First off want to say that this contest is made so you can FIND any pic of choice on the INTERNET for each particular category. HOWEVER, if you would like you may use your OWN pic of your horse. I thought I would make it this way and see what pretty pix people come up with 

RULES
1. Only one pic per category
2. It's a first come first serve type deal...as in--if you happen to find a pic of a horse you like and want to use it "PLEASE" make sure no one else has used it first. I will judge the first one I see if by chance that happends.
3. You may enter ALL categories 
4. Only ONE horse in each pic.
5. HAVE FUN! I look up horses on the internet all the time and still find some drop dead beauties on here--Love to see what yall come up with!

BREEDS
1. Prettiest Quarter Horse
2. Prettiest Arabian
3. Prettiest Thoroughbred
4. Prettiest Friesian
5. Prettiest Gypsy Vanner
6. Prettiest Clydesdale
7. Prettiest Andalusian
8. Prettiest Appaloosa

COLORS (ANY BREED)-_*Can have white markings doesn't have to be solid.*_
1. Prettiest Bay
2. Prettiest Buckskin
3. Prettiest Palomino
4. Prettiest Paint
5. Prettiest Grullo
6. Prettiest Black
7. Prettiest White
8. Prettiest Grey

HAIR (ANY BREED)
1. Prettiest Mane
2. Prettiest Tail

I will choose a 1st 2nd and 3rd from each 
and a "fave pic" overall aswell (which will be like the winner)
This is really just for fun to see all the different pix and tastes people have in horses...but 1st placers (and overall winner ofcourse) if they would like I can edit any pic of their choice, completely optional


----------



## Azale1

I very highly suggest anyone that posts photos that they have found on the internet gives direct link and give FULL credit to the photographer or they run the risk of running into legal issues. Just a warning for anyone who posts photos.


----------



## kuecktr

*Contest Photos *

Prettiest Quarter Horse - Rose








Prettiest Thoroughbred - Buzz








Prettiest Bay - Fitz








Prettiest Buckskin - Lady








Prettiest Palomino - Davey








Prettiest Paint - Angie








Prettiest Black - "Black"








Prettiest Tail - Topper








Prettiest Mane -Tumble


----------



## kailiejaykiss

OOhh...thanks Azale for that!
I tried to go back just now to type that in--says after 10 minutes you can no longer edit originally post.
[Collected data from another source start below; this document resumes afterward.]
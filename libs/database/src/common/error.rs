/// Unified database error type for all database operations
#[derive(Debug, thiserror::Error)]
pub enum DatabaseError {
    /// PostgreSQL-specific errors (SeaORM)
    #[error("PostgreSQL error: {0}")]
    Postgres(#[from] sea_orm::DbErr),

    /// Connection failed after retries
    #[error("Connection failed: {0}")]
    ConnectionFailed(String),

    /// Health check failed
    #[error("Health check failed: {0}")]
    HealthCheckFailed(String),

    /// Migration error
    #[error("Migration error: {0}")]
    MigrationError(String),
}

/// Result type alias for database operations
pub type DatabaseResult<T> = Result<T, DatabaseError>;
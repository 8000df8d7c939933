use sea_orm::ActiveValue::Set;
use sea_orm::entity::prelude::*;
use serde::{Deserialize, Serialize};

/// Sea-ORM Entity for Categories table
#[derive(Clone, Debug, PartialEq, Eq, DeriveEntityModel, Serialize, Deserialize)]
#[sea_orm(table_name = "categories")]
pub struct Model {
    #[sea_orm(primary_key, auto_increment = false)]
    pub id: String,
    pub parent_id: Option<String>,
    pub label: String,
}

#[derive(Copy, Clone, Debug, EnumIter, DeriveRelation)]
pub enum Relation {}

impl ActiveModelBehavior for ActiveModel {}

// Conversion from Sea-ORM Model to domain Category
impl From<Model> for crate::models::Category {
    fn from(model: Model) -> Self {
        Self {
            id: model.id,
            parent_id: model.parent_id,
            label: model.label,
        }
    }
}

// Conversion from domain Category to Sea-ORM ActiveModel
impl From<crate::models::Category> for ActiveModel {
    fn from(category: crate::models::Category) -> Self {
        ActiveModel {
            id: Set(category.id),
            parent_id: Set(category.parent_id),
            label: Set(category.label),
        }
    }
}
Really in all honesty just slipt my mind! But thanks!


----------



## kuecktr

These are not photos off of the internet.. i took them


----------



## kailiejaykiss

@ KUECKTR
JAW dropped in every single photo. You take awesome pix! I really thought they were off the internet they look so good! Thanks for participating!


----------



## kuecktr

Thank you Kailiejaykiss  It's been a big learning thing for me and it's so much fun taking photos of our ponies


----------



## GhostwindAppaloosa

Prettiest Appaloosa:


----------



## kuecktr

Ghostwindappaloosa: that is a beautiful appy!! love the loud markings and color


----------



## Horses4Healing

*Prettiest Breeds Entires*

Pretty Breeds:

Thoroughbred: True Colours Farm’s Puchi Trap
http://www.truecoloursfarm.com/horsepage.php?id=4






Arabian: Northwind Arabian’s El Shuja Wahid
Northwind Arabians presents, El Shuja Wahid






Gypsy: Lexlin Gypsy Ranch’s Sundance Kid
Sundance Kid - Gypsy Vanner, Gypsy Horse, Gypsy Cob






Clydesdale: Somewhere Farms’ Willow Way Firestone
Somewhere Farm Clydesdales - Registered Clydesdale Stallions






Appaloosa: Texas Blessings’ Color Me Codee Blue
Codee


----------



## Horses4Healing

*Prettiest Colors Entries*

Pretty Colors:


Bay: Spencer Ranch’s Popeye K
Spencer Ranch - Popeye K






Buckskin: Gray Fox Farm’s Tahitian Moon
Gray Fox Farm - Broodmares - Tahitian Moon






Palomino: Blazing Colours Farm’s Golden Time
Golden Time by Timely Roberto (APHA Rsv. World Champion Sr. Working Hunter)






Paint: Blazing Colours Farm’s Simba Twist
Buckskin Sabino Thoroughbred colt. Dual registered Jockey Club and APHA






Black: Gray Fox Farm’s Redwine
Gray Fox Farm - Stallions - Redwine






White: HR Sha Kitt (one of my own)













Grey: Avalon Equine’s Mannhattan
Mannhattan - Avalon Equine


----------



## kuecktr

Wow! that appy is really cool looking too! He looks like he has paint in him too.


----------



## flytobecat

These are some seriously gorgeous ponies!


----------



## kailiejaykiss

WOW! Guys yall are putting up some BEAUTIES on here!!
BY THE WAY!!! Im not usually an Appy lover BUT just the one's I have seen already are so PRETTY!!! Keep it up!!


----------



## kailiejaykiss

Cricket cricket...
Anybody there?! Lol
C'mon folks--contest ends june 3rd...post post post!


----------



## Jumper399

Prettiest Palomino:


----------



## gymkhanaprincess7

Hehe, I have to be perfectly honest by saying I was drawn in by the double positive in 'Most Prettiest..', but honestly, this seems like a super fun thread  Carry on.. LOL.


----------



## kailiejaykiss

Glad it caught your attention...I thought it would be a super fun thread aswell...not 
many participants...eh ol' well--leasr judging wont be hard ...small joke.


----------



## jody111

Haha well you didnt have either of my horses breeds - irish sport horse or tb cross so couldnt enter there - and you didnt have prettiest chestnut so couldnt enter there

but prettiest Bay - My baby Prada:


----------



## kailiejaykiss

*~RESULTS!!~*
QH-Kuecktr
Arabian-Horses4Healing (I like your own arabian for this one...very nice!)
TB-Kuecktr
Gypsy Vanner-Horses4Healing...that's a very pretty one!
Clydesdale-Horses4Healing
Appy-GhostWindAppaloosa-That's cool markings!!

Bay-Jody111...Nice pic and I love this horse's blaze 
Buckskin-Kuecktr
Palomino-Kuecktr and Jumper399...dead tie!
Paint-Horses4Healing
Black-Horses4Healing
White-Horses4Healing
Grey-Horses4Healing

Mane & Tail-Kuecktr

*GOOD JOB ALL*
Everybody got first place in something...Edited pix? If you like...Im pretty creative...just sayin' 

Thanks for being in this contest hope you had fun!!!


----------